You need to make sure that you don’t send such emails to candidates who have not opted in. 

2. Append a privacy statement

While emailing PHI, decide whether disclosure of PHI is appropriate for the email and, if so, whether the email should reveal the extent of the PHI being transmitted. A privacy statement must be added to email reminding recipients that the email is insecure and also tells the recipient who to contact if you are not the right person. 

Speaking of privacy, if an unencrypted PC consisting of unencrypted ePHI is stolen or pilfered then it is likely that you are to be fined with a hefty amount. For instance, Massachusetts Eye and Ear Associates Inc. were fined $ 1.5 million as the ePHI of patients as well as research papers were reported to be stolen.

3. Train your staff

Only a limited number of staff members should have access to your practice’s email account. As per HIPAA section 164.312(a)(1) you need to register a unique name to identify and track the user identity. This means you need to form a unique name or identity of every staff member accessing the ePHI of the patient. 

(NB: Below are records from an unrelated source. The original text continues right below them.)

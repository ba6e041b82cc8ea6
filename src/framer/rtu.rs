//! RTU framer (§4.2): `device_id(1) + pdu + CRC16_LE(2)` with byte-at-a-time
//! resynchronisation when the tentative frame size can't be confirmed.
//!
//! Unlike TCP/TLS, RTU carries no length field: the decoder has to guess how
//! many bytes a frame is before it can check the trailing CRC. It consults
//! the [`PduRegistry`]'s length hint for the function code sitting at
//! `buffer[1]` — a request-shaped hint on a server's framer, a
//! response-shaped one on a client's, since the same function code differs
//! in wire shape by direction.

use std::sync::Arc;

use tracing::{debug, warn};

use crate::codec::crc::{compute as crc16, CRC_LEN};
use crate::framer::traits::{DecodedFrame, Framer};
use crate::pdu::registry::ResponseSize;
use crate::pdu::PduRegistry;

const MIN_FRAME_LEN: usize = 4; // device_id + function_code + crc(2)

/// RTU framer. Holds a registry handle so it can size variable-length
/// frames before their CRC has fully arrived. Owns an `Arc` rather than
/// borrowing so it can live in a transaction manager without a lifetime
/// parameter.
#[derive(Clone)]
pub struct RtuFramer {
    registry: Arc<PduRegistry>,
}

impl RtuFramer {
    pub fn new(registry: Arc<PduRegistry>) -> Self {
        Self { registry }
    }

    /// Guess the total frame length (device_id + pdu + crc) from the
    /// function code at `buffer[1]`, given what's been received so far.
    /// Returns `None` when not enough bytes are present yet to know.
    ///
    /// A server decodes incoming *requests*; a client decodes incoming
    /// *responses* — the two have different wire shapes for the same
    /// function code, so this consults whichever table matches
    /// [`PduRegistry::is_server`].
    fn estimate_frame_len(&self, buffer: &[u8]) -> Option<usize> {
        if buffer.len() < 2 {
            return None;
        }
        let function_code = buffer[1];
        match self.registry.frame_size(function_code) {
            Some(ResponseSize::Fixed(body_len)) => Some(1 + body_len + CRC_LEN),
            Some(ResponseSize::ByteCountAt { count_offset, trailer_len }) => {
                let count_index = 1 + count_offset;
                let count = *buffer.get(count_index)?;
                Some(1 + count_offset + 1 + count as usize + trailer_len + CRC_LEN)
            }
            None => {
                // No hint registered for this function code — fall back to
                // the minimum viable frame and let the CRC check reject
                // false positives.
                Some(MIN_FRAME_LEN)
            }
        }
    }
}

impl Framer for RtuFramer {
    fn encode(&self, pdu_bytes: &[u8], device_id: u8, _transaction_id: u16) -> Vec<u8> {
        let mut out = Vec::with_capacity(1 + pdu_bytes.len() + CRC_LEN);
        out.push(device_id);
        out.extend_from_slice(pdu_bytes);
        let crc = crc16(&out);
        out.extend_from_slice(&crc.to_le_bytes());
        out
    }

    fn decode(&self, buffer: &[u8]) -> DecodedFrame {
        if buffer.len() < MIN_FRAME_LEN {
            return DecodedFrame::incomplete();
        }
        let Some(frame_len) = self.estimate_frame_len(buffer) else {
            return DecodedFrame::incomplete();
        };
        if buffer.len() < frame_len {
            return DecodedFrame::incomplete();
        }

        let body = &buffer[..frame_len - CRC_LEN];
        let received_crc = u16::from_le_bytes([buffer[frame_len - 2], buffer[frame_len - 1]]);
        if crc16(body) != received_crc {
            warn!(frame_len, "RTU CRC mismatch, advancing one byte to resync");
            return DecodedFrame { consumed: 1, ..DecodedFrame::incomplete() };
        }

        debug!(device_id = buffer[0], frame_len, "decoded RTU frame");
        DecodedFrame {
            consumed: frame_len,
            device_id: buffer[0],
            transaction_id: 0,
            pdu: body[1..].to_vec(),
        }
    }
}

“Preparation is the key to prevention”, you need to organize frequent training sessions to educate your staff to help them understand the risks associated while handling ePHI. Identify any risks or problems in your policies early which can help prevent future disasters. Have an external HIPAA officer audit a training to make sure that you are relaying all the information correctly. 

4. Enter into a HIPAA-compliant business associate agreement with your email provider

While using a third-party service provider, you need to make sure to obtain a business associate agreement prior to using the service for sending ePHI. The agreement outlines the responsibilities of the service provider and establishes administrative, physical, and technical safeguards that will be used to ensure the confidentiality, integrity, and availability of ePHI. 

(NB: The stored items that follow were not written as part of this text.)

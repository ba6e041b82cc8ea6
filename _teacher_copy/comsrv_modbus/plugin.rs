//! Modbus Protocol Plugin Implementation
//!
//! This module provides plugin implementations for Modbus TCP and RTU protocols,
//! enabling dynamic protocol loading through the plugin system.

use async_trait::async_trait;
use std::collections::HashMap;
use serde_json::{json, Value};

use crate::core::plugins::protocol_plugin::{
    ProtocolPlugin, ProtocolMetadata, ConfigTemplate, ValidationRule,
    CliCommand, CliArgument,
};
use crate::core::config::types::channel::ChannelConfig;
use crate::core::protocols::common::traits::ComBase;
use crate::utils::{Result, ComSrvError as Error};
use crate::core::transport::factory::TransportFactory;
use crate::core::transport::tcp::TcpTransportConfig;
use crate::core::transport::serial::SerialTransportConfig;

use super::client::{ModbusClient, ModbusChannelConfig};
use super::common::ModbusConfig;
use super::modbus_polling::ModbusPollingConfig;

/// Modbus TCP Protocol Plugin
pub struct ModbusTcpPlugin {
    metadata: ProtocolMetadata,
}

impl ModbusTcpPlugin {
    /// Create Modbus mapping table from combined points
    fn create_modbus_mapping_table(&self, config: &ChannelConfig) -> super::client::ProtocolMappingTable {
        use super::protocol_engine::{
            ModbusTelemetryMapping, ModbusSignalMapping,
            ModbusAdjustmentMapping, ModbusControlMapping
        };
        
        let mut mapping_table = super::client::ProtocolMappingTable::default();
        
        // Convert combined_points to protocol mappings
        for point in &config.combined_points {
            // Extract fields from CombinedPoint
            let point_id = point.point_id;
            let scale = point.scaling.as_ref().map(|s| s.scale).unwrap_or(1.0);
            let offset = point.scaling.as_ref().map(|s| s.offset).unwrap_or(0.0);
            
            // Parse address from protocol_params (format: "slave_id:function_code:register_address")
            let address = match point.protocol_params.get("address") {
                Some(addr) => addr,
                None => {
                    tracing::warn!("No address parameter for point {}", point_id);
                    continue;
                }
            };
                
            let address_parts: Vec<&str> = address.split(':').collect();
            if address_parts.len() < 3 {
                tracing::warn!("Invalid address format for point {}: {}", point_id, address);
                continue;
            }
            
            let slave_id = match address_parts[0].parse::<u8>() {
                Ok(id) => id,
                Err(_) => {
                    tracing::warn!("Invalid slave_id for point {}: {}", point_id, address_parts[0]);
                    continue;
                }
            };
            
            let function_code = match address_parts[1].parse::<u8>() {
                Ok(code) => code,
                Err(_) => {
                    tracing::warn!("Invalid function_code for point {}: {}", point_id, address_parts[1]);
                    continue;
                }
            };
            
            let register_address = match address_parts[2].parse::<u16>() {
                Ok(addr) => addr,
                Err(_) => {
                    tracing::warn!("Invalid register_address for point {}: {}", point_id, address_parts[2]);
                    continue;
                }
            };
            
            let data_type = point.data_type.clone();
            let bit_location = point.protocol_params.get("bit_location")
                .and_then(|v| v.parse::<u8>().ok());
            
            // Determine point type based on function code or telemetry type
            match function_code {
                3 | 4 => {
                    // Read Holding Registers or Input Registers - Telemetry (YC)
                    let mapping = ModbusTelemetryMapping {
                        point_id,
                        slave_id,
                        address: register_address,
                        data_type,
                        scale,
                        offset,
                    };
                    mapping_table.telemetry_mappings.insert(point_id, mapping);
                }
                1 | 2 => {
                    // Read Coils or Discrete Inputs - Signal (YX)
                    let mapping = ModbusSignalMapping {
                        point_id,
                        slave_id,
                        address: register_address,
                        bit_location,
                    };
                    mapping_table.signal_mappings.insert(point_id, mapping);
                }
                6 => {
                    // Write Single Register - Adjustment (YT)
                    let mapping = ModbusAdjustmentMapping {
                        point_id,
                        slave_id,
                        address: register_address,
                        data_type,
                        scale,
                        offset,
                    };
                    mapping_table.adjustment_mappings.insert(point_id, mapping);
                }
                5 => {
                    // Write Single Coil - Control (YK)
                    let mapping = ModbusControlMapping {
                        point_id,
                        slave_id,
                        address: register_address,
                        bit_location,
                        coil_number: Some(register_address),
                    };
                    mapping_table.control_mappings.insert(point_id, mapping);
                }
                _ => {
                    tracing::warn!("Unsupported function code {} for point {}", function_code, point_id);
                }
            }
        }
        
        let total = mapping_table.telemetry_mappings.len() 
            + mapping_table.signal_mappings.len()
            + mapping_table.adjustment_mappings.len()
            + mapping_table.control_mappings.len();
        tracing::info!("Created {} Modbus mappings (YC:{}, YX:{}, YT:{}, YK:{})", 
            total,
            mapping_table.telemetry_mappings.len(),
            mapping_table.signal_mappings.len(),
            mapping_table.adjustment_mappings.len(),
            mapping_table.control_mappings.len()
        );
        
        mapping_table
    }
}

impl Default for ModbusTcpPlugin {
    fn default() -> Self {
        Self {
            metadata: ProtocolMetadata {
                id: "modbus_tcp".to_string(),
                name: "Modbus TCP".to_string(),
                version: "1.0.0".to_string(),
                description: "Modbus TCP protocol implementation".to_string(),
                author: "VoltageEMS Team".to_string(),
                license: "MIT".to_string(),
                features: vec!["telemetry".to_string(), "control".to_string(), "adjustment".to_string(), "signal".to_string()],
                dependencies: HashMap::new(),
            },
        }
    }
}
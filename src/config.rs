//! Ambient configuration structs (§9 design note, §3.1 of the expanded
//! spec): kwargs/defaults from the source collapse to explicit, `Default`-
//! backed config structs rather than a builder/kwargs free-for-all.

use std::time::Duration;

use serde::{Deserialize, Serialize};

/// Defaults applied by [`crate::client`] builders unless a call overrides
/// them explicitly.
#[derive(Debug, Clone, PartialEq, Eq, Serialize, Deserialize)]
pub struct ClientDefaults {
    pub device_id: u8,
    pub timeout: Duration,
    pub retries: u32,
    pub reconnect_delay_min: Duration,
    pub reconnect_delay_max: Duration,
    pub broadcast_enable: bool,
    /// Serial-only: discard the locally-echoed copy of a transmitted frame
    /// before reading the real response.
    pub handle_local_echo: bool,
}

impl Default for ClientDefaults {
    fn default() -> Self {
        Self {
            device_id: 1,
            timeout: Duration::from_secs(3),
            retries: 3,
            reconnect_delay_min: Duration::from_millis(100),
            reconnect_delay_max: Duration::from_secs(300),
            broadcast_enable: false,
            handle_local_echo: false,
        }
    }
}

/// Defaults applied by [`crate::server::dispatch`] unless a server
/// overrides them explicitly.
#[derive(Debug, Clone, PartialEq, Eq, Serialize, Deserialize)]
pub struct ServerDefaults {
    pub zero_mode: bool,
    pub ignore_missing_slaves: bool,
    pub broadcast_enable: bool,
    pub identity: DeviceIdentity,
}

impl Default for ServerDefaults {
    fn default() -> Self {
        Self {
            zero_mode: false,
            ignore_missing_slaves: false,
            broadcast_enable: false,
            identity: DeviceIdentity::default(),
        }
    }
}

/// Backs FC 0x2B/14 (Read Device Information) and FC 17 (Report Slave Id).
/// Field order matches the standard "basic" device information objects
/// (object ids 0..=6).
#[derive(Debug, Clone, PartialEq, Eq, Serialize, Deserialize)]
pub struct DeviceIdentity {
    pub vendor_name: String,
    pub product_code: String,
    pub major_minor_revision: String,
    pub vendor_url: String,
    pub product_name: String,
    pub model_name: String,
    pub user_application_name: String,
}

impl Default for DeviceIdentity {
    fn default() -> Self {
        Self {
            vendor_name: "modbus_core".to_string(),
            product_code: "MCORE".to_string(),
            major_minor_revision: env!("CARGO_PKG_VERSION").to_string(),
            vendor_url: "https://docs.rs/modbus_core".to_string(),
            product_name: "modbus_core server".to_string(),
            model_name: "generic".to_string(),
            user_application_name: String::new(),
        }
    }
}

impl DeviceIdentity {
    /// The seven standard "basic"/"regular" objects, in object-id order.
    pub fn objects(&self) -> Vec<(u8, Vec<u8>)> {
        vec![
            (0, self.vendor_name.clone().into_bytes()),
            (1, self.product_code.clone().into_bytes()),
            (2, self.major_minor_revision.clone().into_bytes()),
            (3, self.vendor_url.clone().into_bytes()),
            (4, self.product_name.clone().into_bytes()),
            (5, self.model_name.clone().into_bytes()),
            (6, self.user_application_name.clone().into_bytes()),
        ]
    }
}

#[cfg(test)]
mod tests {
    use super::*;

    #[test]
    fn client_defaults_round_trip_through_json() {
        let defaults = ClientDefaults::default();
        let json = serde_json::to_string(&defaults).unwrap();
        let back: ClientDefaults = serde_json::from_str(&json).unwrap();
        assert_eq!(defaults, back);
    }

    #[test]
    fn server_defaults_round_trip_through_json() {
        let defaults = ServerDefaults { ignore_missing_slaves: true, ..ServerDefaults::default() };
        let json = serde_json::to_string(&defaults).unwrap();
        let back: ServerDefaults = serde_json::from_str(&json).unwrap();
        assert_eq!(defaults, back);
    }

    #[test]
    fn device_identity_round_trips_as_a_config_fixture() {
        let identity = DeviceIdentity { model_name: "test-rig".to_string(), ..DeviceIdentity::default() };
        let json = serde_json::to_string(&identity).unwrap();
        let back: DeviceIdentity = serde_json::from_str(&json).unwrap();
        assert_eq!(identity, back);
    }
}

But how would you know which one to choose?

Narrow your search for email provider with the pointers listed below:

  1. Enter with an agreement with the service providers.
  2. Make sure they have an observant customer service team for all the concerns.
  3. The encryption service should integrate with any browser or device.
  4. They should be ready to encrypt all the emails even the ones which are non-PHI without any hassle. 

5. Encrypt and secure your HIPAA compliant email with algorithms

If the PHI is mentioned in the body of the HIPAA compliant email then the message must be encrypted whereas if the PHI is in attachment then the attachment can be encrypted. Emails including PHI can’t be transmitted unless the email is encrypted using either a third-party program or encryption with AES, 3DES or similar algorithms. 

Further, you must provide alternative methods to secure the patient’s data. 

  1. Cloud-based email servers: When senders and recipients have the account on the same cloud-based server then you can choose to connect your server through HTTPS. With this, you can have an encrypted connection between you and your email server. However, it doesn’t control the email transmission from the cloud server to the recipient’s server. 
  2. Secure message portals: It would be great if your EMR systems can provide the patient’s portals to store information. Here a HIPAA compliant email can be sent to the recipient notifying they have a message on the portal. They can securely log in to the portal and view the required data. 
  3. 2-factor authentication: Although all security experts agree on the need for a strong password, 2-factor authentication serves the purpose perfectly. This is done by SMS notification or push notification, where a person using a username and password that logs into a database consisting of PHI has to insert a PIN code to confirm their identity. Additionally, a repeated PIN code will be issued with each login attempt whereas a compromised password alone will not give hacker access to secure information.

To conclude, make sure you fully understand HIPAA’s security and privacy guidelines before sending a HIPAA compliant email or receiving emails from patients. The more details you and your patients have on the safety of emails, the safer everyone’s data will be.